Cybercriminals employ various techniques to attack businesses. By obtaining samples of email correspondence and the victim’s address book, they use AI to craft personalised messages that mimic an individual's communication style. Such methods greatly enhance the effectiveness of phishing attacks, because the messages seem to come from trusted sources.

Criminals also create deepfakes that impersonate clients, business partners, or board members to sanction fraudulent transfers or transactions. According to Deloitte’s Centre for Financial Services, losses from AI-driven fraud in the United States are increasing by 32% annually and could reach $40 (£30) billion by 2027. There have already been instances where company accounting departments authorised transfers to criminals' accounts based on fake recordings of supposed superiors.

The 2024 Ironscales report indicates that nearly two-thirds of companies expect the number of attacks using deepfakes to soon outpace the number of ransomware attacks. Voice deepfakes are particularly threatening as they compromise the effectiveness of voice verification systems used in telephone banking.

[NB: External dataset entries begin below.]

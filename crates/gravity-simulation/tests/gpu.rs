//! End-to-end tests against a real adapter. Each test is skipped when no GPU is available.

use glam::Vec3;
use gravity_physics::{euler_step, ParticleAttributes};
use gravity_simulation::{
    GpuContext, GravitySimulation, MassCommand, ParticleStore, ResourceError, SetIndex,
    SimulationConfig, TickOutcome, Tunables,
};
use rand::rngs::StdRng;
use rand::SeedableRng;

fn context() -> Option<GpuContext> {
    let _ = env_logger::builder().is_test(true).try_init();
    match pollster::block_on(GpuContext::headless()) {
        Ok(context) => Some(context),
        Err(e) => {
            eprintln!("Skipping GPU test, no usable adapter: {}", e);
            None
        }
    }
}

fn config(num_particles: u32, seed: u64) -> SimulationConfig {
    SimulationConfig {
        seed: Some(seed),
        tunables: Tunables {
            num_particles,
            ..Tunables::default()
        },
        ..SimulationConfig::default()
    }
}

fn simulation(num_particles: u32, seed: u64) -> Option<GravitySimulation> {
    let context = context()?;
    Some(GravitySimulation::new(context.device, context.queue, config(num_particles, seed)).unwrap())
}

fn assert_fresh(attributes: &ParticleAttributes, count: usize) {
    assert_eq!(attributes.len(), count);
    assert!(attributes.is_aligned());
    assert!(attributes.velocities.iter().all(|v| *v == [0.0; 3]));
    assert!(attributes
        .positions
        .iter()
        .flatten()
        .all(|c| (-1.0..=1.0).contains(c)));
    assert!(attributes
        .colors
        .iter()
        .flatten()
        .all(|c| (0.0..=1.0).contains(c)));
}

#[test]
fn initialize_uploads_identical_sets() {
    let Some(gpu) = context() else { return };
    let mut rng = StdRng::seed_from_u64(1);

    let store = ParticleStore::initialize(&gpu.device, &gpu.queue, 1_000, &mut rng).unwrap();
    assert_eq!(store.count(), 1_000);

    let a = store.read_back(&gpu.device, &gpu.queue, SetIndex::A).unwrap();
    let b = store.read_back(&gpu.device, &gpu.queue, SetIndex::B).unwrap();
    assert_fresh(&a, 1_000);
    assert_eq!(a, b);
}

#[test]
fn recreate_replaces_every_particle() {
    let Some(gpu) = context() else { return };
    let mut rng = StdRng::seed_from_u64(2);

    let mut store = ParticleStore::initialize(&gpu.device, &gpu.queue, 1_000, &mut rng).unwrap();
    store
        .recreate(&gpu.device, &gpu.queue, 2_500, &mut rng)
        .unwrap();

    assert_eq!(store.count(), 2_500);
    assert_eq!(store.generation(), 1);
    let a = store.read_back(&gpu.device, &gpu.queue, SetIndex::A).unwrap();
    assert_fresh(&a, 2_500);
}

#[test]
fn failed_recreate_keeps_previous_store() {
    let Some(gpu) = context() else { return };
    let mut rng = StdRng::seed_from_u64(3);

    let mut store = ParticleStore::initialize(&gpu.device, &gpu.queue, 1_000, &mut rng).unwrap();
    let before = store.read_back(&gpu.device, &gpu.queue, SetIndex::B).unwrap();

    assert_eq!(
        store.recreate(&gpu.device, &gpu.queue, 0, &mut rng),
        Err(ResourceError::EmptyStore)
    );
    assert!(matches!(
        store.recreate(&gpu.device, &gpu.queue, u32::MAX, &mut rng),
        Err(ResourceError::BufferTooLarge { .. })
    ));

    assert_eq!(store.count(), 1_000);
    assert_eq!(store.generation(), 0);
    let after = store.read_back(&gpu.device, &gpu.queue, SetIndex::B).unwrap();
    assert_eq!(before, after);
}

#[test]
fn one_tick_moves_every_particle() {
    let Some(mut sim) = simulation(1_000, 7) else { return };

    let outcome = sim.tick(&Tunables {
        num_particles: 1_000,
        ..Tunables::default()
    });
    let TickOutcome::Stepped(report) = outcome.unwrap() else {
        panic!("simulation stopped");
    };
    assert_eq!(report.step.source, SetIndex::B);
    assert_eq!(report.step.destination, SetIndex::A);
    assert!(!report.recreated);
    assert_eq!(sim.current(), SetIndex::A);

    let state = sim.read_current().unwrap();
    assert_eq!(state.len(), 1_000);
    assert!(state.is_finite());
    assert!(state.velocities.iter().all(|v| *v != [0.0; 3]));
}

#[test]
fn kernel_matches_cpu_reference() {
    let Some(mut sim) = simulation(1_000, 11) else { return };
    let tunables = Tunables {
        num_particles: 1_000,
        ..Tunables::default()
    };

    let before = sim.read_current().unwrap();
    sim.tick(&tunables).unwrap();
    let after = sim.read_current().unwrap();

    let masses = sim.registry().as_slice();
    let falloff = sim.config().falloff;
    let softening = sim.config().softening;

    for i in 0..before.len() {
        let p = Vec3::from_array(before.positions[i]);
        let v = Vec3::from_array(before.velocities[i]);
        let (expected_p, expected_v) = euler_step(p, v, masses, falloff, softening);

        let gpu_p = Vec3::from_array(after.positions[i]);
        let gpu_v = Vec3::from_array(after.velocities[i]);
        assert!(
            (gpu_p - expected_p).length() <= 1e-5 + 1e-3 * expected_v.length(),
            "particle {}: {} vs {}",
            i,
            gpu_p,
            expected_p
        );
        assert!(
            (gpu_v - expected_v).length() <= 1e-3 * expected_v.length() + 1e-7,
            "particle {}: {} vs {}",
            i,
            gpu_v,
            expected_v
        );
        assert_eq!(after.colors[i], before.colors[i]);
    }
}

#[test]
fn same_seed_same_trajectory() {
    let Some(mut first) = simulation(1_000, 5) else { return };
    let Some(mut second) = simulation(1_000, 5) else { return };
    let tunables = Tunables {
        num_particles: 1_000,
        ..Tunables::default()
    };

    for _ in 0..3 {
        first.tick(&tunables).unwrap();
        second.tick(&tunables).unwrap();
    }

    assert_eq!(first.current(), second.current());
    assert_eq!(first.read_current().unwrap(), second.read_current().unwrap());
}

#[test]
fn tick_applies_count_change_and_commands() {
    let Some(mut sim) = simulation(1_000, 9) else { return };

    sim.command_sender()
        .send(MassCommand::SetPosition {
            index: 0,
            x: 0.5,
            y: 0.5,
        })
        .unwrap();

    let tunables = Tunables {
        num_particles: 2_000,
        ..Tunables::default()
    };
    let TickOutcome::Stepped(report) = sim.tick(&tunables).unwrap() else {
        panic!("simulation stopped");
    };

    assert!(report.recreated);
    assert_eq!(report.commands_applied, 1);
    assert_eq!(sim.particle_count(), 2_000);
    assert_eq!(sim.registry().get(0).unwrap().xy(), glam::Vec2::new(0.5, 0.5));
    assert_eq!(sim.read_current().unwrap().len(), 2_000);
}

#[test]
fn stopped_session_does_nothing() {
    let Some(mut sim) = simulation(1_000, 4) else { return };
    let tunables = Tunables {
        num_particles: 1_000,
        ..Tunables::default()
    };

    sim.tick(&tunables).unwrap();
    sim.stop();

    assert_eq!(sim.tick(&tunables), Ok(TickOutcome::Stopped));
    assert!(!sim.is_running());
    assert_eq!(sim.ticks(), 1);
    assert_eq!(sim.current(), SetIndex::A);
}
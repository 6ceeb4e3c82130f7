//! Gravity Particles
//!
//! Thousands of particles pulled toward a handful of masses, stepped entirely
//! on the GPU. Drag a mass with the mouse or a finger to reshape the flow.

mod gui;

use glam::Vec2;
use gravity_renderer::{begin_frame_pass, MassRenderer, ParticleRenderer, ViewUniform};
use gravity_simulation::{
    GpuContext, GravitySimulation, InitError, InteractionController, PointerKind, ResourceError,
    SimulationConfig, SurfaceSource, TickOutcome, Viewport,
};
use gui::{Gui, UiState};
use std::collections::VecDeque;
use std::fmt;
use std::sync::Arc;
use std::time::Instant;
use winit::{
    application::ApplicationHandler,
    event::*,
    event_loop::{ActiveEventLoop, ControlFlow, EventLoop},
    keyboard::{KeyCode, PhysicalKey},
    window::{Window, WindowId},
};

/// Anything that keeps the first frame from being drawn
#[derive(Debug)]
enum StartupError {
    Init(InitError),
    Resource(ResourceError),
}

impl fmt::Display for StartupError {
    fn fmt(&self, f: &mut fmt::Formatter<'_>) -> fmt::Result {
        match self {
            StartupError::Init(e) => write!(f, "{}", e),
            StartupError::Resource(e) => write!(f, "{}", e),
        }
    }
}

impl std::error::Error for StartupError {
    fn source(&self) -> Option<&(dyn std::error::Error + 'static)> {
        match self {
            StartupError::Init(e) => Some(e),
            StartupError::Resource(e) => Some(e),
        }
    }
}

impl From<InitError> for StartupError {
    fn from(e: InitError) -> Self {
        StartupError::Init(e)
    }
}

impl From<ResourceError> for StartupError {
    fn from(e: ResourceError) -> Self {
        StartupError::Resource(e)
    }
}

/// Result of one redraw
enum Frame {
    Presented { fps: f32, frame_time: f32 },
    Stopped,
}

struct GpuState {
    surface: wgpu::Surface<'static>,
    device: wgpu::Device,
    queue: wgpu::Queue,
    config: wgpu::SurfaceConfiguration,

    simulation: GravitySimulation,
    particle_renderer: ParticleRenderer,
    mass_renderer: MassRenderer,
    controller: InteractionController,

    gui: Gui,
    ui_state: UiState,

    frame_times: VecDeque<f32>,
    last_frame_time: Instant,
}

It's worth noting that the creators of deepfakes aren't only hackers. They can also be disgruntled former or current employees familiar with the company’s internal processes. The threat might also originate from competitors or unscrupulous investors aiming to influence stock prices or bolster their negotiating stance.

Deepfakes are predominantly used to breach corporate security and tarnish brand reputations. Large, well-known enterprises are more frequently targeted, but smaller companies may suffer greater reputational damage as they find it tougher to counteract false narratives.

The phenomenon of repeatedly spreading even false information increases the chances that recipients will perceive it as true. Social media drastically accelerates the spread of disinformation, posing an additional challenge for companies striving to safeguard their reputation.

To effectively defend against deepfake fraud, companies should adopt a multi-layered approach to cybersecurity. This includes not only technological solutions but also adjustments in operational procedures and extensive employee training.

A Forrester report reveals that just 20% of surveyed companies have a communication and response plan incorporating deepfake attacks. Jim Richberg, Vice President of Cybersecurity Strategy and Global Security Leader at Fortinet, stresses that "deepfakes target the accuracy of the information we rely on as consumers, employees and investors. In cybersecurity, we often talk about the 'human firewall,' and deepfakes are a threat where people genuinely are your first line of defence."

IT and security teams should continuously track advancements in deepfake techniques and provide education to employees at all levels, including management. It is also beneficial to integrate deepfake threat monitoring into brand reputation protection strategies, including scanning the dark web, where early warnings of planned attacks may be detected.